(Stored data entries)

● ● ● ●

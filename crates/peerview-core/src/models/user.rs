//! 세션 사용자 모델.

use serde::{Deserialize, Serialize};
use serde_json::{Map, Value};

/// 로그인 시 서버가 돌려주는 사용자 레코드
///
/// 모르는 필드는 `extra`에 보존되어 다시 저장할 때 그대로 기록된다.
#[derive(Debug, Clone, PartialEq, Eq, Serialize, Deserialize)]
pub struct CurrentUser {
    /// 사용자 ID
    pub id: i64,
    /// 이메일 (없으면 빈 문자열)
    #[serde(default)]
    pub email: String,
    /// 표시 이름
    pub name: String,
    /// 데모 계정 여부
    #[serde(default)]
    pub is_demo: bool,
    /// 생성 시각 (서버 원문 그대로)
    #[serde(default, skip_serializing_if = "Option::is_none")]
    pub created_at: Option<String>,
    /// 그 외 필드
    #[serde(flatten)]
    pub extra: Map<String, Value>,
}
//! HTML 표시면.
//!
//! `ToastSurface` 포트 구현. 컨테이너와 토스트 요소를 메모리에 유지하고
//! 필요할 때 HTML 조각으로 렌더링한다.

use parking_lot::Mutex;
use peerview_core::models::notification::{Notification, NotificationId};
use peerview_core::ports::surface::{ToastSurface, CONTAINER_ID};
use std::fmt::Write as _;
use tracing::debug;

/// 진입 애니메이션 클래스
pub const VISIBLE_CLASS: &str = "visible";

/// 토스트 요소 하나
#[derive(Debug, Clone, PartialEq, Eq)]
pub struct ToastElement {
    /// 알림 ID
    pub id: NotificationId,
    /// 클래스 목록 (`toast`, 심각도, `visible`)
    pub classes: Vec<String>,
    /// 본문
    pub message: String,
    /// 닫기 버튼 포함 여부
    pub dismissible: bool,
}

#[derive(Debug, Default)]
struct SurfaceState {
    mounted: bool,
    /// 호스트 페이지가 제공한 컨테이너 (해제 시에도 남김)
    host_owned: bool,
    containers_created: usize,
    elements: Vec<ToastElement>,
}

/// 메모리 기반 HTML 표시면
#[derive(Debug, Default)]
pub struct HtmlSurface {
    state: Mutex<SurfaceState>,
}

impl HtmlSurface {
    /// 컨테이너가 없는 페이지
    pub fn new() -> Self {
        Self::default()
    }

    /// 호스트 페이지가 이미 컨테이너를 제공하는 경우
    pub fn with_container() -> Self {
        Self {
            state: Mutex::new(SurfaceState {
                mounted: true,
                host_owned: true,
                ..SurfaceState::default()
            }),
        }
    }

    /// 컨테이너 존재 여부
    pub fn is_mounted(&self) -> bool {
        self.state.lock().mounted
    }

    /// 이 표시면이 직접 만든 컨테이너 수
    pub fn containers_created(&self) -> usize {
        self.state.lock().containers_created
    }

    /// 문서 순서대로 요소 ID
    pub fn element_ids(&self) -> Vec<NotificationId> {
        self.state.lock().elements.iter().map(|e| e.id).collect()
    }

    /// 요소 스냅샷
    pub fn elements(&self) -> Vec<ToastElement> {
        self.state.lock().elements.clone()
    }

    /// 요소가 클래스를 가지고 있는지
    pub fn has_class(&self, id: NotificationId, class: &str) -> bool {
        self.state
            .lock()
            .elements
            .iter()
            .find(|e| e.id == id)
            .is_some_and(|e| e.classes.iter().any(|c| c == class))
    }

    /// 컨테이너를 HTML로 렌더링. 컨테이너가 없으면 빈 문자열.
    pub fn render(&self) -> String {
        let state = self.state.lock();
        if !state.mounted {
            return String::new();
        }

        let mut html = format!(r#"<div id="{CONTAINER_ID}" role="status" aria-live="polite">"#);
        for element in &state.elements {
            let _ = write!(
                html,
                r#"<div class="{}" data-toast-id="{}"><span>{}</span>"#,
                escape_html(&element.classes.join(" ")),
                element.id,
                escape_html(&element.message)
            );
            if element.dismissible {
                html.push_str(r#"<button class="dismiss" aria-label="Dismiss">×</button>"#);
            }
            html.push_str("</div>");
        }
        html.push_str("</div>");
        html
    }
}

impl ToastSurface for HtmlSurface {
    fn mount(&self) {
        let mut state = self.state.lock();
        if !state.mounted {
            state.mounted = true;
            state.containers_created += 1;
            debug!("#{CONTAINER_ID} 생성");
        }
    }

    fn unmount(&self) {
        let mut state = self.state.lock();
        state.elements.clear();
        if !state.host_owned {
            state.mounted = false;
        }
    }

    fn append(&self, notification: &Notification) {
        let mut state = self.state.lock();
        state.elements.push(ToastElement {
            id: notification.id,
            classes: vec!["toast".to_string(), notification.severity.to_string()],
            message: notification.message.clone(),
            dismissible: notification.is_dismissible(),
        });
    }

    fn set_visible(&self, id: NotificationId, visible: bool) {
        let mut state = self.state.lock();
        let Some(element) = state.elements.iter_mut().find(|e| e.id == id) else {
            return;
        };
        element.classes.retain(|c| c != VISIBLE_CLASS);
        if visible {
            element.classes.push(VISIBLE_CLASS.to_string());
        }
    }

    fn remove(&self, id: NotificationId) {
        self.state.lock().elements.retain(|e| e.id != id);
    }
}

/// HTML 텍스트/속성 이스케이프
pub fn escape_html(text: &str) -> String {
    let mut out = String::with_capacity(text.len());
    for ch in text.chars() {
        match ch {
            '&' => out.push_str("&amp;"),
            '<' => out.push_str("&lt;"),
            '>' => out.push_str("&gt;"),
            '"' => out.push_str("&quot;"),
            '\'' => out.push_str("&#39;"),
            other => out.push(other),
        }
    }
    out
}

● ● ● ●

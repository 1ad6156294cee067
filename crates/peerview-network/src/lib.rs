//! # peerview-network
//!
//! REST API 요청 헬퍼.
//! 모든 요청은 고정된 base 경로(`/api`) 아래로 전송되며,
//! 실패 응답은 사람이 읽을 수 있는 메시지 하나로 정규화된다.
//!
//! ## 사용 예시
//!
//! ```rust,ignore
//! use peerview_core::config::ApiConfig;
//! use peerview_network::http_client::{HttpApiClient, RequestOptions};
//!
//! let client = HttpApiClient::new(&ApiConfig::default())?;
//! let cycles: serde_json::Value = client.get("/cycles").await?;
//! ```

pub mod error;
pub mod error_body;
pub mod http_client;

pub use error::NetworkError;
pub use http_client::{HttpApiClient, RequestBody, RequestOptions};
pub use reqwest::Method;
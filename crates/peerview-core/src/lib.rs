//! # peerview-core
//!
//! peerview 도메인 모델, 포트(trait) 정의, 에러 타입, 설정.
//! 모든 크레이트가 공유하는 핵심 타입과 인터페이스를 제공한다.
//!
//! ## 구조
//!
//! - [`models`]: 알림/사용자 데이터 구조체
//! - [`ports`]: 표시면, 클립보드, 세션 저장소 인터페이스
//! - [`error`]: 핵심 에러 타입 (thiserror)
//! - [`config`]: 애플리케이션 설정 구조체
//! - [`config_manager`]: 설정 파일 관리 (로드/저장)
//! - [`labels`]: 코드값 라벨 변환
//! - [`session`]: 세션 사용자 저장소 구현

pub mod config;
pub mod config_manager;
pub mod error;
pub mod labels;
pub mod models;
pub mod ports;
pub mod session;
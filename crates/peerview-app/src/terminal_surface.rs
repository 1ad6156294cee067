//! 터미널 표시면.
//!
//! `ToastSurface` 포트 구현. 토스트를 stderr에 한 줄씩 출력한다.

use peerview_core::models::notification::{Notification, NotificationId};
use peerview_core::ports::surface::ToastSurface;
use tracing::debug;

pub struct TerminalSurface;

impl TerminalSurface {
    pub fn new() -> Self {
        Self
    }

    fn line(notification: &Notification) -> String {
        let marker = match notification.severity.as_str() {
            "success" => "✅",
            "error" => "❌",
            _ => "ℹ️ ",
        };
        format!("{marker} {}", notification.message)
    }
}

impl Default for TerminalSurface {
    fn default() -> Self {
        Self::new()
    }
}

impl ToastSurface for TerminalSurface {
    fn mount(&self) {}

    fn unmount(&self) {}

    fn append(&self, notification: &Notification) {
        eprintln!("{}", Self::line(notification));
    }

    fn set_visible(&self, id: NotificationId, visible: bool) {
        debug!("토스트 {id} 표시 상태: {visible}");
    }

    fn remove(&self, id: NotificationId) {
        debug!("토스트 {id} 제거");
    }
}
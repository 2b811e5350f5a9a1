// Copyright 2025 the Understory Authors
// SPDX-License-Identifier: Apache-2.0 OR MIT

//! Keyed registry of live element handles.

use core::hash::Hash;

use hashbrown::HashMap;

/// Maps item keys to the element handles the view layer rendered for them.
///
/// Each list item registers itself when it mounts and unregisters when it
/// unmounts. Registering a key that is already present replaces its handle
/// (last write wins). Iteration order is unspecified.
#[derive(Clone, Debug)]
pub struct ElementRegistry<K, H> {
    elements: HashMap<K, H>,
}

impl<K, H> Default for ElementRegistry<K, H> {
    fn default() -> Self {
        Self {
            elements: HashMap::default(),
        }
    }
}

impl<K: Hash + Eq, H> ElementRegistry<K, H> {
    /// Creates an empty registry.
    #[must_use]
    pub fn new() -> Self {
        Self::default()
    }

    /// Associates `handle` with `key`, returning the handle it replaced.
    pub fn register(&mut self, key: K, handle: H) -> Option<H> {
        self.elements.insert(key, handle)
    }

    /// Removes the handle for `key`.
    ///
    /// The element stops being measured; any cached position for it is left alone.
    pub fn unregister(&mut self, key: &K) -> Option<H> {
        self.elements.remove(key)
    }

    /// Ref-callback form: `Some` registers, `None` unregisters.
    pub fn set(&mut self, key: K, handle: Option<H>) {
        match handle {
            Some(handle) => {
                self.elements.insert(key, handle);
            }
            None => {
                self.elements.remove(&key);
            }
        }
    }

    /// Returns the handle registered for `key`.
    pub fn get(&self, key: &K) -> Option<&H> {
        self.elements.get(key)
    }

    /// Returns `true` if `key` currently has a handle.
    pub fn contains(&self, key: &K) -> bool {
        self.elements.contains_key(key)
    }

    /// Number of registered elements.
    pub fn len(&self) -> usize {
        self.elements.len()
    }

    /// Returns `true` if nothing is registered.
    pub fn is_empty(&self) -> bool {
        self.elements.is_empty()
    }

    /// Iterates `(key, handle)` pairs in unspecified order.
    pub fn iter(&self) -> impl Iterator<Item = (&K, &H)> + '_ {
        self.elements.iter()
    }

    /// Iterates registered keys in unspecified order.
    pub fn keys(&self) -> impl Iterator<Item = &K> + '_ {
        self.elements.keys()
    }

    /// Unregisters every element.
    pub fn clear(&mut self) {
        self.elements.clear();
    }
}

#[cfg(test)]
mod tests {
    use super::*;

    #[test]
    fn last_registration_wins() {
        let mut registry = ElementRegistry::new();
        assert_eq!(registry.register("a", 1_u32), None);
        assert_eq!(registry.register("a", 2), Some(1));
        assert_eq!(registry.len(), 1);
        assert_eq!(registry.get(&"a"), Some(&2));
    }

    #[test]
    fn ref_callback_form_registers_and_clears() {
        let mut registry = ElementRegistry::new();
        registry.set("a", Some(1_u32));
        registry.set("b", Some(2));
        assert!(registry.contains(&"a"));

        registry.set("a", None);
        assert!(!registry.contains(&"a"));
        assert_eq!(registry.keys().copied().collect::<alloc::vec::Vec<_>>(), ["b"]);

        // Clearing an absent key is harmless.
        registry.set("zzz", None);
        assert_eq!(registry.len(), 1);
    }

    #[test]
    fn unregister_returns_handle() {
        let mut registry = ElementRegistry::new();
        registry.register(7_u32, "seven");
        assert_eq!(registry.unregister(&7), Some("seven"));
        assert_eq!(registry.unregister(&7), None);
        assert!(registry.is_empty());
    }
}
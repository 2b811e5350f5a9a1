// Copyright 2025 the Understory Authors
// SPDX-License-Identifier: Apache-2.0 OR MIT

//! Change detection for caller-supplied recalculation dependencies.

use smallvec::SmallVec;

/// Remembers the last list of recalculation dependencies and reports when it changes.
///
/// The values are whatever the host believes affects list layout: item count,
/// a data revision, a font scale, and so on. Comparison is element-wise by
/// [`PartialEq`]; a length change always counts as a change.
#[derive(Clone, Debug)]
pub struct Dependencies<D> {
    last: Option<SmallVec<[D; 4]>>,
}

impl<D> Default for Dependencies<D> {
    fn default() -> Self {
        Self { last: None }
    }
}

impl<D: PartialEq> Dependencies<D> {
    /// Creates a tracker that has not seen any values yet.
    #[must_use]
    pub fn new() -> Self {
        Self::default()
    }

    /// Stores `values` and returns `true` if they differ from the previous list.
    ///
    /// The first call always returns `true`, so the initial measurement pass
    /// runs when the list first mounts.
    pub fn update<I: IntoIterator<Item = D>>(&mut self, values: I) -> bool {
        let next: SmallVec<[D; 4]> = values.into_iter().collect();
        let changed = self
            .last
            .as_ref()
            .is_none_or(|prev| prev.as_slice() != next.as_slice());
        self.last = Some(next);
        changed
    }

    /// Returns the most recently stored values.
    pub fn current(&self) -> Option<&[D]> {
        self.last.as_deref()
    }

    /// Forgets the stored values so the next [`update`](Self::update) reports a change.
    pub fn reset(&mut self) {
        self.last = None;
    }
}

● ● ● ●

Task instructions » Set down, unchanged, only those lines above that fall between the line with "impl ToastSurface for TerminalSurface" and the line with "use hashbrown::HashMap;", the two end lines included.

Answer »
impl ToastSurface for TerminalSurface {
    fn mount(&self) {}

    fn unmount(&self) {}

    fn append(&self, notification: &Notification) {
        eprintln!("{}", Self::line(notification));
    }

    fn set_visible(&self, id: NotificationId, visible: bool) {
        debug!("토스트 {id} 표시 상태: {visible}");
    }

    fn remove(&self, id: NotificationId) {
        debug!("토스트 {id} 제거");
    }
}
repository 2b811e5350f5a9a1
// Copyright 2025 the Understory Authors
// SPDX-License-Identifier: Apache-2.0 OR MIT

//! Keyed registry of live element handles.

use core::hash::Hash;

use hashbrown::HashMap;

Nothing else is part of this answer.